> _Stored data entries_
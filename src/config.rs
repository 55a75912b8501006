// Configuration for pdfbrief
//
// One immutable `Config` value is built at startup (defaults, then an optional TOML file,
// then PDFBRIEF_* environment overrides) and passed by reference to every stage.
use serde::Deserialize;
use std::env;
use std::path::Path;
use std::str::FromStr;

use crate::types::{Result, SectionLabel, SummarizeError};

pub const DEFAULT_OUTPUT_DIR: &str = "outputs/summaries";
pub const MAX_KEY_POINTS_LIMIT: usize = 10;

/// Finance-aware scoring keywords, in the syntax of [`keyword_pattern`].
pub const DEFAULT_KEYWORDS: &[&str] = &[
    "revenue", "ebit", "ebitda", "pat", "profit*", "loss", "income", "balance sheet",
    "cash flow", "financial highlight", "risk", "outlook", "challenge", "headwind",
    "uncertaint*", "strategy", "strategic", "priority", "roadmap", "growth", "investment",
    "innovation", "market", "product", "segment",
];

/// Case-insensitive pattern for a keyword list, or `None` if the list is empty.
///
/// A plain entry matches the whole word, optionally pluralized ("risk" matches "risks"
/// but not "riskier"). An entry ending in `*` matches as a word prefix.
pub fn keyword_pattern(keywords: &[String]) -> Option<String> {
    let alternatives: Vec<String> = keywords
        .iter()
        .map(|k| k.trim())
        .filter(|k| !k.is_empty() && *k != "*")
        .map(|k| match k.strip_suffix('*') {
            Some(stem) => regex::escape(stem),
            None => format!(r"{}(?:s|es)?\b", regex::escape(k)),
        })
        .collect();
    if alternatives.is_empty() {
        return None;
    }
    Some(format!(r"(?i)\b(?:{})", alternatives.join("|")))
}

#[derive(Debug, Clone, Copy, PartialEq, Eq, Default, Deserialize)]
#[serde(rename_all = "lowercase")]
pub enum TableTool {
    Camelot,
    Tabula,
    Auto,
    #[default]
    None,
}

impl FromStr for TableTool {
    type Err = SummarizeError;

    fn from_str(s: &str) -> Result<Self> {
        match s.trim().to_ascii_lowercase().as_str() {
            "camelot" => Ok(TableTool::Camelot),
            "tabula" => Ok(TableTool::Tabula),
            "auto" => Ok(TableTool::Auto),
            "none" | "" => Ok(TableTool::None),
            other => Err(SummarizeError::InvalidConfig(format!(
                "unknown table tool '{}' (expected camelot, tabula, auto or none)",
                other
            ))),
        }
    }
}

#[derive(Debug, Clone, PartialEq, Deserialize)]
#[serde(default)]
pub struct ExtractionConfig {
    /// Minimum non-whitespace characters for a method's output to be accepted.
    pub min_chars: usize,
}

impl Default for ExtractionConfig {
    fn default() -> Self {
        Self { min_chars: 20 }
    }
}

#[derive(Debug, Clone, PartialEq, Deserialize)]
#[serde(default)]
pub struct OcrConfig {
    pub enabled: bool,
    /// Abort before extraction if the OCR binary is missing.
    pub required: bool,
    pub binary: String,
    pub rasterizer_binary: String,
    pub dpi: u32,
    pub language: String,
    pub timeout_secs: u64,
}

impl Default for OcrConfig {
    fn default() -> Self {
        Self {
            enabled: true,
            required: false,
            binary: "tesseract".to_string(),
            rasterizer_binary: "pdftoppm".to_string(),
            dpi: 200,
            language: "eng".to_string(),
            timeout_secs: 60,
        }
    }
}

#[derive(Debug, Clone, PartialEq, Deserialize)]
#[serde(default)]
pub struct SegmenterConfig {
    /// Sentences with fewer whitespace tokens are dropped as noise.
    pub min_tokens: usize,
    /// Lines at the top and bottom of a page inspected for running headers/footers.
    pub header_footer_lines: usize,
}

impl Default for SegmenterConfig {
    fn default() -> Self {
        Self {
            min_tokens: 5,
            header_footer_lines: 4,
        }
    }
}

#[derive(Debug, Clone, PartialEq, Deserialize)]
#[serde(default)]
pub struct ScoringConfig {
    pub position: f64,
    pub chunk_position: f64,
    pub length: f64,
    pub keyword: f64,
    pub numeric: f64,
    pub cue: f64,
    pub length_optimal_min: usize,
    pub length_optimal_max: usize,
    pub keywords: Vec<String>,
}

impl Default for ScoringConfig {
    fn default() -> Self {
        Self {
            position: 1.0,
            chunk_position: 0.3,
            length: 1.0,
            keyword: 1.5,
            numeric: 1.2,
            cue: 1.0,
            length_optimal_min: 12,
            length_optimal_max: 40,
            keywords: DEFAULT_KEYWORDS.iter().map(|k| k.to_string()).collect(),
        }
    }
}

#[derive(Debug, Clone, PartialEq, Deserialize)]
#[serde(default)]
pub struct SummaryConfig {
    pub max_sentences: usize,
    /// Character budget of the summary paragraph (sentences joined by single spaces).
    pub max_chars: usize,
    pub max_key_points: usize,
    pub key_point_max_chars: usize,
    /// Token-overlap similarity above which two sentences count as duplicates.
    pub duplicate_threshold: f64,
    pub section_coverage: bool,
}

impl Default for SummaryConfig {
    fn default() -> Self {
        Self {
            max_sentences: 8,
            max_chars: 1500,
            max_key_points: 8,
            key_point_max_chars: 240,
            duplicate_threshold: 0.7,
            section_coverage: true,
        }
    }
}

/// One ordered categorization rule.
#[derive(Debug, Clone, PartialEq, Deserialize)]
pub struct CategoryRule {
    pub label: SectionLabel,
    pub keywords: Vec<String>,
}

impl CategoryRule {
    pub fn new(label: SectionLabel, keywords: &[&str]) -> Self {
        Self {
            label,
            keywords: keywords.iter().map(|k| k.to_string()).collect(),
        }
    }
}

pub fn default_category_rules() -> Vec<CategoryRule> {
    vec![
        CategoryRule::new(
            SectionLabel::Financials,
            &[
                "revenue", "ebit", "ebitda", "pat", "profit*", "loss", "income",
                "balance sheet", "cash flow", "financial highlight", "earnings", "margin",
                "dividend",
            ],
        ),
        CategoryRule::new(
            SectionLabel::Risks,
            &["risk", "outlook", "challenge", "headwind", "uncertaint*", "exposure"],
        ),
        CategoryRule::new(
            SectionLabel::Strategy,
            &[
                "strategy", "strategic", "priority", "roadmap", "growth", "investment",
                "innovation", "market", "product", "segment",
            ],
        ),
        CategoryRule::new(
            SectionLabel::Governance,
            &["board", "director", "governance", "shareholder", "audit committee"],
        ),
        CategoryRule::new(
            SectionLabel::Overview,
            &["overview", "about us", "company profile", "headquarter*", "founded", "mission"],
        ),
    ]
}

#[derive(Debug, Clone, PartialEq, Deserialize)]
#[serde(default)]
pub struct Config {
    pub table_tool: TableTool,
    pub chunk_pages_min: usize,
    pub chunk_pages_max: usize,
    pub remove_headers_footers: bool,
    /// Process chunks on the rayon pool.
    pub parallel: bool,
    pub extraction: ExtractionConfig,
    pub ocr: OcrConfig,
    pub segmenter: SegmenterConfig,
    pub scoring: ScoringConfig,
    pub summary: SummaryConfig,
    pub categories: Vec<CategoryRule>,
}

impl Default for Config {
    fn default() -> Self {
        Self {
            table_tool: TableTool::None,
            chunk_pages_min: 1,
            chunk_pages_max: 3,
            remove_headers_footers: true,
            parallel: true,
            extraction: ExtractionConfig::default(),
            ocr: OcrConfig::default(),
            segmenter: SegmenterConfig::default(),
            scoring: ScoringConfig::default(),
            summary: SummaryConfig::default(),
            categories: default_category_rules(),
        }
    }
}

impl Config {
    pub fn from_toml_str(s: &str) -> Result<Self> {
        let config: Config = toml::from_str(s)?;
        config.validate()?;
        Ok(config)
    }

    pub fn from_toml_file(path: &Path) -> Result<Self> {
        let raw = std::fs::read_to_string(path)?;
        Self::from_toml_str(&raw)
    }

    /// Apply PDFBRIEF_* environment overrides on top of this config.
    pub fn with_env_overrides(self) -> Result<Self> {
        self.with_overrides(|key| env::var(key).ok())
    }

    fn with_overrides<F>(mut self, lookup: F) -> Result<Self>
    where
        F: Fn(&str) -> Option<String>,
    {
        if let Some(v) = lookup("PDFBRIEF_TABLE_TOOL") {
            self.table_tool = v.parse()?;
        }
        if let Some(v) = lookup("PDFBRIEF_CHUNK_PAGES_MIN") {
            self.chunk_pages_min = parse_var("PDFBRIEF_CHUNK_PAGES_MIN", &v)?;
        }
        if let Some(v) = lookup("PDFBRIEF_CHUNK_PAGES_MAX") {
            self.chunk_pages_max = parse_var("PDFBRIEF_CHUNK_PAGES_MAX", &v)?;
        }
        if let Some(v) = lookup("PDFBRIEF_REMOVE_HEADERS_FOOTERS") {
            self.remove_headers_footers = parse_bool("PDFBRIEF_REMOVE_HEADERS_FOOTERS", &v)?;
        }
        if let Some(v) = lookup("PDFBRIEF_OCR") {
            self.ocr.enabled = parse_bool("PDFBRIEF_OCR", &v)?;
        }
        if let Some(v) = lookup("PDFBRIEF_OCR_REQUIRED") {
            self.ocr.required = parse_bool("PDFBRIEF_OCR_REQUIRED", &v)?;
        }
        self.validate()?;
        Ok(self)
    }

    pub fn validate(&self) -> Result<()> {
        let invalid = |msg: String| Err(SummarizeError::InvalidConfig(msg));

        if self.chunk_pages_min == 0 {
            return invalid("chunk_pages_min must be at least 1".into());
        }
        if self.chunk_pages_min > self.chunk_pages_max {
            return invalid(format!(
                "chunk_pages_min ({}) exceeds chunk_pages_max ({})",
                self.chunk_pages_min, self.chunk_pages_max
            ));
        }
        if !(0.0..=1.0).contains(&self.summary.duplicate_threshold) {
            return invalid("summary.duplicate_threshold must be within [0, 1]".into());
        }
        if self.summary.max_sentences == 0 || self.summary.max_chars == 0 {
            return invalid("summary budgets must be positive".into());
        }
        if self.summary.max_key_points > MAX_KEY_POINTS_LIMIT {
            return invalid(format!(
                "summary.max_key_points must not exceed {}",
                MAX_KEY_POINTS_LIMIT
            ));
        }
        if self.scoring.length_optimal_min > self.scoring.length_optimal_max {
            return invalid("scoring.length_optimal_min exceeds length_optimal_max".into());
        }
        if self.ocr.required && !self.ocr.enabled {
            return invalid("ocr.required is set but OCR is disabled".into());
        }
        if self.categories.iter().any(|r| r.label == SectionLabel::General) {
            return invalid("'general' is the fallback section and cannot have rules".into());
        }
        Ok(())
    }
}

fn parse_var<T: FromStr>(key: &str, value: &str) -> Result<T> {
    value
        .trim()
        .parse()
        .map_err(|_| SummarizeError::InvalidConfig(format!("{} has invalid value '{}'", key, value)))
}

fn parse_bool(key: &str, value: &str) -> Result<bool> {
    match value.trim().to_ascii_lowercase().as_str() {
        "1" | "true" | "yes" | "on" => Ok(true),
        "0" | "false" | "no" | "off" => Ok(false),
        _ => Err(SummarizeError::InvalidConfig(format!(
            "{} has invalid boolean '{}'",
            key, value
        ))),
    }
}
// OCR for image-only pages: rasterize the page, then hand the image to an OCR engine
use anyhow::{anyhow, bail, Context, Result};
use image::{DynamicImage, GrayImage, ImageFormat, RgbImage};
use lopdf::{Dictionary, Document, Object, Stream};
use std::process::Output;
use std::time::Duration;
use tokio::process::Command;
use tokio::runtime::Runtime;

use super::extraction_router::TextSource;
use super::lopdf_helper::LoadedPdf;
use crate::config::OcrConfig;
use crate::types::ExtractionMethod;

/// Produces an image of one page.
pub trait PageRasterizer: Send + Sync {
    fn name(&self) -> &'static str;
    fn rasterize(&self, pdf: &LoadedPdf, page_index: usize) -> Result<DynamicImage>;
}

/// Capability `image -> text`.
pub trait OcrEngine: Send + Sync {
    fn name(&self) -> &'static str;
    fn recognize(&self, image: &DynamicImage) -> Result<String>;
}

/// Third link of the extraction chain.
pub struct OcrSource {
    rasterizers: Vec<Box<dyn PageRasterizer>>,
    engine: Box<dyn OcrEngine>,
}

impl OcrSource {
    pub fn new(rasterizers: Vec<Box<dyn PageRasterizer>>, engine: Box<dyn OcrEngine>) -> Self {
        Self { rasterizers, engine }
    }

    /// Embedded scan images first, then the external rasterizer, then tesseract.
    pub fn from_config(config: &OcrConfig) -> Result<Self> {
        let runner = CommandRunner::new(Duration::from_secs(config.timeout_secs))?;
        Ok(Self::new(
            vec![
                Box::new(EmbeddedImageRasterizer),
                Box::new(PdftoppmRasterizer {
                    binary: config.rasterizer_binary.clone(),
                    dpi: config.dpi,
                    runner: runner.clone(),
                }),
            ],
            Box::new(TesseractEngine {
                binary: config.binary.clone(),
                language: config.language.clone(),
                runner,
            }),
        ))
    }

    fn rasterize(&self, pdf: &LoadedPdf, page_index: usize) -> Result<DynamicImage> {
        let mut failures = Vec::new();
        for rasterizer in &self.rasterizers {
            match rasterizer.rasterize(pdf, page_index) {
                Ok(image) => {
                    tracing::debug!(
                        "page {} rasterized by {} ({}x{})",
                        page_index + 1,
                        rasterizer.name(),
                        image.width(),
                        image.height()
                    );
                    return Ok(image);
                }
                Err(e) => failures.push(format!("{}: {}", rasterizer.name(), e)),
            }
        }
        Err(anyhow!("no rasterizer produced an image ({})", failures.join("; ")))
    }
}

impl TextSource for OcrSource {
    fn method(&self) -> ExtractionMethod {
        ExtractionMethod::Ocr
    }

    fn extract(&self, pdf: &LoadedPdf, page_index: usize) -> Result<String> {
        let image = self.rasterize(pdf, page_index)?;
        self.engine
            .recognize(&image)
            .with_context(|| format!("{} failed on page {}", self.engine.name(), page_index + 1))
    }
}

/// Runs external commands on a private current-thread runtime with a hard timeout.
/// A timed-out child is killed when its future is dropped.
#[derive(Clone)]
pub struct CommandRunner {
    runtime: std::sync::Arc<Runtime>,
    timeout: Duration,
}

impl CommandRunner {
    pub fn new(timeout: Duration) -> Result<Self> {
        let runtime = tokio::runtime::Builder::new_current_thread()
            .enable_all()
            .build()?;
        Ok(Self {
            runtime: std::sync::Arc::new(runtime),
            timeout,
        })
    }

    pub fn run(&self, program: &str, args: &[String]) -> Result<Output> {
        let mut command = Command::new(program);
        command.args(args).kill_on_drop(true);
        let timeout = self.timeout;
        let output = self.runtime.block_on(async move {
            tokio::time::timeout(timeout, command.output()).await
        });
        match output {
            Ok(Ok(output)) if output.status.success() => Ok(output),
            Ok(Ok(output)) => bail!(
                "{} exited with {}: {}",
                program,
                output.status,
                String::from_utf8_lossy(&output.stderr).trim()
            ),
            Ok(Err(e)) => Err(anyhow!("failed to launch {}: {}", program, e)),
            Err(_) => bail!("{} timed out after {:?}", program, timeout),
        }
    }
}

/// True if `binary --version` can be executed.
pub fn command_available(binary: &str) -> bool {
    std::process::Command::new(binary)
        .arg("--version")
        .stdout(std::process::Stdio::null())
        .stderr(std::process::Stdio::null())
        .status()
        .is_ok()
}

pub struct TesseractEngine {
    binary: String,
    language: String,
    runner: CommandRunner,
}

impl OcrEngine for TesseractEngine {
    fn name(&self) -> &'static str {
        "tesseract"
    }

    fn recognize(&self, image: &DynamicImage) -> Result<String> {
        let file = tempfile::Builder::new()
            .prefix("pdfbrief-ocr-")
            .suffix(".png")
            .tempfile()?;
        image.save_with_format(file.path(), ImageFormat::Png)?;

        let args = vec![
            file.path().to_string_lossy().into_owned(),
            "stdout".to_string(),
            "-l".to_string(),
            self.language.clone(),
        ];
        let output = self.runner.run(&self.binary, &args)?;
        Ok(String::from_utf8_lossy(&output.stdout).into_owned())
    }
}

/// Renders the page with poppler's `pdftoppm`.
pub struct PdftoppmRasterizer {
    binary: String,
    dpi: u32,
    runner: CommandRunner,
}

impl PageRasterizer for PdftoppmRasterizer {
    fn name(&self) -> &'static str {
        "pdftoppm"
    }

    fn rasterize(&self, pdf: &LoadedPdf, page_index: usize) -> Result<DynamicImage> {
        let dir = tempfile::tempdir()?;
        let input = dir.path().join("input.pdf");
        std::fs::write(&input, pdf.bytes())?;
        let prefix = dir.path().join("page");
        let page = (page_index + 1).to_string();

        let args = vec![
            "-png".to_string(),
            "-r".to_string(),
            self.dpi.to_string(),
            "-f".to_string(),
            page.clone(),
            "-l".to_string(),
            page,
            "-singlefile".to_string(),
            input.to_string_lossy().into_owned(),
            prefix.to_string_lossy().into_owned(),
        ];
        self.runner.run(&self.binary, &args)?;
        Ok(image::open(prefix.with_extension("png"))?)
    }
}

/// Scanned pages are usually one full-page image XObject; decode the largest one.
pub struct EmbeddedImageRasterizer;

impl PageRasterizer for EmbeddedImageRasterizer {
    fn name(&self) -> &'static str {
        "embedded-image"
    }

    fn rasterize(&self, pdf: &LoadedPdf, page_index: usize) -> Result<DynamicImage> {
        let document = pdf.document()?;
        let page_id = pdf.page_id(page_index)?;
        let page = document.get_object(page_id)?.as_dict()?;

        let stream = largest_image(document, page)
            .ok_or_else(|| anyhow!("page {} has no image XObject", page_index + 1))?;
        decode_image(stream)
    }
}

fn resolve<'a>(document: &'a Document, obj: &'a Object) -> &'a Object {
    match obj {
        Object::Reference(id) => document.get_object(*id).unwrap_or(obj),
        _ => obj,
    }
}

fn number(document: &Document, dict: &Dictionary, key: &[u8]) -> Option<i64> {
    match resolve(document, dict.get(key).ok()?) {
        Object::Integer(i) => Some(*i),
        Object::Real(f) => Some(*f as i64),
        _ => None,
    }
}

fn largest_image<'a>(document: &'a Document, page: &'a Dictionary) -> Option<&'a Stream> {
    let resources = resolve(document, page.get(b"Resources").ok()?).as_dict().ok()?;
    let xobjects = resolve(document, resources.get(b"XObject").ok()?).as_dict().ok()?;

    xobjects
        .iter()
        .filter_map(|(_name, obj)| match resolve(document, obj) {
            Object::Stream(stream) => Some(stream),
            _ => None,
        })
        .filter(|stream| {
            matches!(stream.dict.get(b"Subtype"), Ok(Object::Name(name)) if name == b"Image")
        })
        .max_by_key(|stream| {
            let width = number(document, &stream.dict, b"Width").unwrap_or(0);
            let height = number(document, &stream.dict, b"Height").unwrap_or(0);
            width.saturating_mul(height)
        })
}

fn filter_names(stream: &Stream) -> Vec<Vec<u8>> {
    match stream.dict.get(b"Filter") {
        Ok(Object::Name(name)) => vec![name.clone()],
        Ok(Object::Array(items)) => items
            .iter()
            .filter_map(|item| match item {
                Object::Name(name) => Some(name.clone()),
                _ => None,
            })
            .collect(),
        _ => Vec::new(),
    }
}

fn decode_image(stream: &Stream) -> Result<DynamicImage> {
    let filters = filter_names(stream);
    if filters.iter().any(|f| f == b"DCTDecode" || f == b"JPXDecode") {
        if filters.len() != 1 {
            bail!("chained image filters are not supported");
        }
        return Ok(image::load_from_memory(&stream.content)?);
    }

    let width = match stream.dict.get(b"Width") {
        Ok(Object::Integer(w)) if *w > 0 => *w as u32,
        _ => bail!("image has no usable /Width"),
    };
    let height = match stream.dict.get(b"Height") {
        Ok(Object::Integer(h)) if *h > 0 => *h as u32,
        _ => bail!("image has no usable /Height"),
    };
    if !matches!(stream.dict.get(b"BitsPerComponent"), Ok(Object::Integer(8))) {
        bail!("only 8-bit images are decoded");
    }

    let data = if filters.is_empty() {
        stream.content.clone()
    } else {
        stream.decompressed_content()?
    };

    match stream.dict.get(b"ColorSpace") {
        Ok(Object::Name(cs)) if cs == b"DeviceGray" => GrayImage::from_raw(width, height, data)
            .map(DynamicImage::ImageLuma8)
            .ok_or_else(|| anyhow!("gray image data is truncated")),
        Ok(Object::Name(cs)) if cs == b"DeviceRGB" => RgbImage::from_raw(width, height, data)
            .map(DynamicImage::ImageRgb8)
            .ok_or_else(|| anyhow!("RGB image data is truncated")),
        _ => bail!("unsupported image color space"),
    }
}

> _Description of the task_
Wherever the string "rasterizers" appears in the records, copy the whole line.

> _Solution to this problem_
    rasterizers: Vec<Box<dyn PageRasterizer>>,
    pub fn new(rasterizers: Vec<Box<dyn PageRasterizer>>, engine: Box<dyn OcrEngine>) -> Self {
        Self { rasterizers, engine }
        for rasterizer in &self.rasterizers {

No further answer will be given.